Spectre
A Spectre (in American, Specter) is the Undead spirit which haunts those bourgeoisie as haven't yet accepted the reality of class-dialectic and the inevitability of Communism.
Dungeons & Dragons[edit | edit source]
In Dungeons & Dragons, the Spectre has historically taken the European spelling; 4e-5e has gone more 'mrrrken, for whatever reason. However you spell it this is just a powerful Wraith with twice the energy-drain. As late as 1977, Eric Holmes acknowledged that this was the ring-wraith, the "Nazgul of Tolkien" - i.e., as with the Balrog, the Lawyers had told TSR to file off those serials. If a Spectre kills you, you become a weakened Spectre yourself - heavily implied, that your undead spirit takes Wraith stats.

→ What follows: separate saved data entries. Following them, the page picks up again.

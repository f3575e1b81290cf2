//! HTTP server: shared state, routes and the listener loop.
//!
//! | Method | Path                    | Handler              |
//! |--------|-------------------------|----------------------|
//! | GET    | `/api/report`           | [`handlers::report`] |
//! | GET    | `/api/me`               | [`handlers::me`]     |
//! | GET    | `/auth/github/login`    | [`auth::login`]      |
//! | GET    | `/auth/github/callback` | [`auth::callback`]   |
//! | GET    | `/auth/logout`          | [`auth::logout`]     |
//!
//! Every route is wrapped by the [`cors`] middleware.

use std::net::SocketAddr;
use std::sync::Arc;

use axum::routing::get;
use axum::{middleware, Router};
use pr_report_core::{Config, Error, Result};
use pr_report_github::{Credentials, GitHubClient, OAuthApp};
use pr_report_storage::SessionStore;

use crate::cors::{cors, CorsOrigin};
use crate::{auth, handlers};

/// State shared by all request handlers.
#[derive(Clone)]
pub struct AppState {
    pub config: Arc<Config>,
    pub sessions: Arc<dyn SessionStore>,
    pub oauth: Arc<OAuthApp>,
    cors_origin: CorsOrigin,
}

impl AppState {
    /// Build state from configuration.
    ///
    /// Fails when the OAuth app credentials are missing or the frontend URL
    /// can't be used as a CORS origin.
    pub fn new(config: Config, sessions: Arc<dyn SessionStore>) -> Result<Self> {
        let (client_id, client_secret) = config.require_oauth_app()?;
        let oauth = OAuthApp::with_base_url(
            config.github.oauth_url.clone(),
            client_id,
            client_secret,
            config.server.oauth_redirect_url(),
        );
        let cors_origin = CorsOrigin::new(&config.server.frontend_url)?;

        Ok(Self {
            config: Arc::new(config),
            sessions,
            oauth: Arc::new(oauth),
            cors_origin,
        })
    }

    /// GitHub client for the given credentials against the configured API.
    pub fn github_client(&self, credentials: Credentials) -> GitHubClient {
        GitHubClient::with_base_url(self.config.github.api_url.clone(), credentials)
    }

    /// Where the browser goes after login and logout.
    pub fn frontend_url(&self) -> &str {
        &self.config.server.frontend_url
    }
}

/// Build the application router.
pub fn router(state: AppState) -> Router {
    let cors_origin = state.cors_origin.clone();

    Router::new()
        .route("/api/report", get(handlers::report))
        .route("/api/me", get(handlers::me))
        .route("/auth/github/login", get(auth::login))
        .route("/auth/github/callback", get(auth::callback))
        .route("/auth/logout", get(auth::logout))
        .layer(middleware::from_fn_with_state(cors_origin, cors))
        .with_state(state)
}

/// Listen on `port` on all interfaces and serve until the process is stopped.
pub async fn serve(state: AppState, port: u16) -> Result<()> {
    let addr = SocketAddr::from(([0, 0, 0, 0], port));
    let listener = tokio::net::TcpListener::bind(addr)
        .await
        .map_err(|e| Error::Http(format!("Failed to bind {}: {}", addr, e)))?;

    tracing::info!(
        frontend = %state.frontend_url(),
        api = %state.config.github.api_url,
        "Server starting on :{}",
        port
    );

    axum::serve(listener, router(state))
        .await
        .map_err(|e| Error::Http(format!("Server error: {}", e)))?;

    tracing::info!("Server stopped");
    Ok(())
}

It arose in the first Monster Manual and the Eric Holmes 1977 box-set: the one bundled with B1, rather than with B2. In those ancient days, Holmes implied you could turn them on an 11-12 roll on 2d6 (=1 in 12, yay math) at fifth level; AD&D's "Matrix for Clerics Affecting Undead" (DMG matrix "III.") agreed, but boosting to 20 on a d20.
The Spectre will fuck up your party at 6th level, so one of them is a boss monster in X3: Curse of Xanathon. At higher level, the Restoration spell takes the edge off. At 6th (rather, 4th) the local priests can probably hook you up if you'd got the damage in the course of doing good - completing X3 assuredly counts.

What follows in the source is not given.